Às cinco da manhã, antes que Hana começasse a trabalhar e a seguisse, Valentina saiu rumo à casa de Dona Magnólia.
Ela viajou de ônibus para a Vila das Flores e só chegou ao funeral do filho de Dona Magnólia no dia seguinte.
No local do velório tocava uma música fúnebre baixa, e o ambiente ao redor era solene e triste.
Valentina estava atrás da multidão, e parecia que tinha um chumaço de algodão entalado na garganta, sem conseguir falar uma única palavra.
A cena dolorosa na sua frente de repente despertou memórias; ela lembrou do velório do seu pai no passado, que também fora muito triste.

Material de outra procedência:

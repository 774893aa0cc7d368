//! HTTP Endpoints
//!
//! REST API for the loan advisor.

use std::str::FromStr;
use std::time::{Duration, Instant};

use axum::{
    extract::{MatchedPath, Path, Request, State},
    http::{HeaderValue, Method, StatusCode},
    middleware::{self, Next},
    response::{IntoResponse, Response},
    routing::{get, post},
    Json, Router,
};
use base64::{engine::general_purpose::STANDARD, Engine as _};
use serde::{Deserialize, Serialize};
use tower_http::cors::{Any, CorsLayer};
use tower_http::timeout::TimeoutLayer;
use tower_http::trace::TraceLayer;

use loan_assist_agent::{TurnInput, TurnRequest};
use loan_assist_core::{
    DialogueState, EligibilityVerdict, FinancialProfile, Intent, LanguageCode, Modality,
    ProfileField, Turn, TurnFailure,
};

use crate::metrics::{record_request, record_turn, render};
use crate::state::AppState;
use crate::ServerError;

/// Create the application router
pub fn create_router(state: AppState) -> Router {
    let server = &state.config.server;
    let cors_layer = build_cors_layer(&server.cors_origins, server.cors_enabled);
    let timeout = Duration::from_secs(server.timeout_seconds);

    Router::new()
        // Session endpoints
        .route("/api/sessions", post(create_session).get(list_sessions))
        .route("/api/sessions/:id", get(get_session).delete(delete_session))
        .route("/api/sessions/:id/turns", post(submit_turn))
        // Health check
        .route("/health", get(health_check))
        .route("/metrics", get(metrics_handler))
        .route_layer(middleware::from_fn(track_requests))
        // Middleware
        .layer(TraceLayer::new_for_http())
        .layer(TimeoutLayer::new(timeout))
        .layer(cors_layer)
        .with_state(state)
}

/// Build CORS layer from configured origins
///
/// - If cors_enabled is false, returns permissive layer (for dev)
/// - If cors_origins is empty, defaults to localhost:3000
fn build_cors_layer(origins: &[String], enabled: bool) -> CorsLayer {
    if !enabled {
        tracing::warn!("CORS is disabled - allowing all origins");
        return CorsLayer::permissive();
    }

    let mut parsed: Vec<HeaderValue> = origins
        .iter()
        .filter_map(|origin| {
            origin.parse::<HeaderValue>().ok().or_else(|| {
                tracing::warn!(origin = %origin, "Invalid CORS origin");
                None
            })
        })
        .collect();

    if parsed.is_empty() {
        tracing::info!("No valid CORS origins configured, defaulting to localhost:3000");
        parsed.push(HeaderValue::from_static("http://localhost:3000"));
    }

    CorsLayer::new()
        .allow_origin(parsed)
        .allow_methods([Method::GET, Method::POST, Method::DELETE, Method::OPTIONS])
        .allow_headers(Any)
}

async fn track_requests(request: Request, next: Next) -> Response {
    let route = request
        .extensions()
        .get::<MatchedPath>()
        .map(|path| path.as_str().to_string())
        .unwrap_or_else(|| "unmatched".to_string());
    let response = next.run(request).await;
    record_request(route, response.status().as_u16());
    response
}

fn parse_language(tag: Option<&str>) -> Result<Option<LanguageCode>, ServerError> {
    tag.map(|tag| {
        LanguageCode::from_str(tag).map_err(|e| ServerError::InvalidRequest(e.to_string()))
    })
    .transpose()
}

#[derive(Debug, Default, Deserialize)]
pub struct CreateSessionRequest {
    #[serde(default)]
    pub display_language: Option<String>,
}

/// Create session
async fn create_session(
    State(state): State<AppState>,
    body: Option<Json<CreateSessionRequest>>,
) -> Result<impl IntoResponse, ServerError> {
    let request = body.map(|Json(request)| request).unwrap_or_default();
    let display_language = parse_language(request.display_language.as_deref())?;
    let session_id = state.assistant.create_session(display_language).await?;

    Ok((
        StatusCode::CREATED,
        Json(serde_json::json!({ "session_id": session_id })),
    ))
}

/// List sessions
async fn list_sessions(State(state): State<AppState>) -> Json<serde_json::Value> {
    let sessions = state.assistant.list_sessions().await;
    Json(serde_json::json!({
        "count": sessions.len(),
        "sessions": sessions,
    }))
}

#[derive(Debug, Serialize)]
pub struct SessionView {
    pub session_id: String,
    pub display_language: Option<LanguageCode>,
    pub detected_language: Option<LanguageCode>,
    pub profile: FinancialProfile,
    pub missing_fields: Vec<ProfileField>,
    pub outstanding: Option<ProfileField>,
    pub turns: Vec<Turn>,
}

/// Get session info
async fn get_session(
    State(state): State<AppState>,
    Path(id): Path<String>,
) -> Result<Json<SessionView>, ServerError> {
    let session = state.assistant.get_session(&id).await?;

    Ok(Json(SessionView {
        session_id: session.id.clone(),
        display_language: session.display_language,
        detected_language: session.detected_language,
        profile: session.state.profile().clone(),
        missing_fields: session.state.missing_fields(),
        outstanding: session.state.outstanding(),
        turns: session.turns,
    }))
}

/// Delete session
async fn delete_session(State(state): State<AppState>, Path(id): Path<String>) -> StatusCode {
    state.assistant.end_session(&id).await;
    StatusCode::NO_CONTENT
}

/// Turn request body
#[derive(Debug, Deserialize)]
pub struct TurnBody {
    pub modality: Modality,
    #[serde(default)]
    pub text: Option<String>,
    #[serde(default)]
    pub audio_base64: Option<String>,
    #[serde(default)]
    pub duration_seconds: Option<f64>,
    #[serde(default)]
    pub display_language: Option<String>,
    #[serde(default)]
    pub synthesize: bool,
}

impl TurnBody {
    fn into_request(self) -> Result<TurnRequest, ServerError> {
        let input = match self.modality {
            Modality::Text => TurnInput::Text(self.text.unwrap_or_default()),
            Modality::Voice => {
                let bytes = match self.audio_base64.as_deref() {
                    Some(encoded) => STANDARD.decode(encoded.trim()).map_err(|e| {
                        ServerError::InvalidRequest(format!("audio_base64: {}", e))
                    })?,
                    None => Vec::new(),
                };
                TurnInput::Voice {
                    bytes,
                    declared_duration_secs: self.duration_seconds,
                }
            }
        };

        Ok(TurnRequest {
            input,
            display_language: parse_language(self.display_language.as_deref())?,
            synthesize: self.synthesize,
        })
    }
}

/// Delivered turn
#[derive(Debug, Serialize)]
pub struct TurnResult {
    pub session_id: String,
    pub response_text: String,
    pub response_english: String,
    #[serde(skip_serializing_if = "Option::is_none")]
    pub response_audio: Option<String>,
    pub detected_language: LanguageCode,
    pub intent: Intent,
    #[serde(skip_serializing_if = "Option::is_none")]
    pub verdict: Option<EligibilityVerdict>,
    pub missing_fields: Vec<ProfileField>,
    pub state: DialogueState,
}

/// Failed turn
#[derive(Debug, Serialize)]
pub struct TurnFailureBody {
    pub session_id: String,
    pub failure: TurnFailure,
    pub apology: String,
    pub detected_language: Option<LanguageCode>,
    pub state: DialogueState,
}

/// Run one turn; an unknown session id starts a new session
async fn submit_turn(
    State(state): State<AppState>,
    Path(session_id): Path<String>,
    Json(body): Json<TurnBody>,
) -> Result<Response, ServerError> {
    let request = body.into_request()?;
    let started = Instant::now();
    let outcome = state.assistant.submit_turn(&session_id, request).await?;
    let elapsed_ms = started.elapsed().as_secs_f64() * 1000.0;
    let final_state = outcome.final_state();

    match outcome.result {
        Ok(delivered) => {
            record_turn(Some(delivered.detected_language), None, elapsed_ms);
            let result = TurnResult {
                session_id,
                response_text: delivered.response_text,
                response_english: delivered.response_english,
                response_audio: delivered.response_audio.map(|audio| STANDARD.encode(audio)),
                detected_language: delivered.detected_language,
                intent: delivered.intent,
                verdict: delivered.verdict,
                missing_fields: delivered.missing_fields,
                state: final_state,
            };
            Ok(Json(result).into_response())
        }
        Err(failed) => {
            record_turn(failed.detected_language, Some(failed.failure), elapsed_ms);
            let body = TurnFailureBody {
                session_id,
                failure: failed.failure,
                apology: failed.apology,
                detected_language: failed.detected_language,
                state: final_state,
            };
            Ok((StatusCode::UNPROCESSABLE_ENTITY, Json(body)).into_response())
        }
    }
}

/// Health check
async fn health_check(State(state): State<AppState>) -> impl IntoResponse {
    Json(serde_json::json!({
        "status": "healthy",
        "version": env!("CARGO_PKG_VERSION"),
        "sessions": state.assistant.session_count(),
        "language_service": state.assistant.orchestrator().language_service().authority_name(),
    }))
}

/// Prometheus metrics
async fn metrics_handler() -> impl IntoResponse {
    (
        [(axum::http::header::CONTENT_TYPE, "text/plain; version=0.0.4")],
        render(),
    )
}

Para não falar que Dona Magnólia já não tinha mais descendentes. A neta morreu no mesmo instante num acidente de carro e o único filho resistiu por vários anos até finalmente partir.
O peito de Valentina ficou abafado e apertado, e de repente um sentimento de auto-zombaria surgiu em seu coração. Ela sentiu que, naquele momento, era como um urubu rondando à espera de uma oportunidade.
Até ela mesma ficou enojada de si própria!
Se alguém se aproveitasse da desculpa de oferecer condolências para se aproximar, falar de negócios e discutir cooperação numa hora daquelas, cada palavra iria girar em torno de interesses. Se fosse com ela, era capaz de cuspir na pessoa ali na frente de todos.
Por causa disso, Valentina não disse mais nada além de "Meus pêsames, Dona Magnólia", abaixou a cabeça e evitou falar qualquer palavra extra.
Dona Magnólia, amparada pelas pessoas, estava imersa na dor de perder um familiar e não a notou durante o funeral.
Alguém de confiança perto de Dona Magnólia, por achar o rosto dela desconhecido, se aproximou para perguntar.
— Sou filha do Alberto Cavalcanti. — A voz de Valentina soou suave e com uma atitude sincera: — Eu sempre admirei a família Vasconcelos e vim até aqui hoje de propósito apenas para acender um incenso.
Quando Valentina dizia admirar, ela realmente admirava.
A quantia astronômica que Dona Magnólia obteve vendendo aquele terreno comercial para Henrique foi depois doada para a sociedade e obras de caridade.
Diferente do jeito de Letícia, que fazia as coisas para aumentar o próprio status, encenando para os outros verem e criando uma imagem pública bem mascarada. A senhora doou todo o dinheiro sem ficar com um único centavo, destinando-o a projetos de caridade, auxílio escolar e apoio aos mais pobres.
O homem ouviu isso, concordou com a cabeça, levantou a mão para enxugar as lágrimas no canto do olho e disse num tom baixo: — Perdoe pela falta de recepção adequada.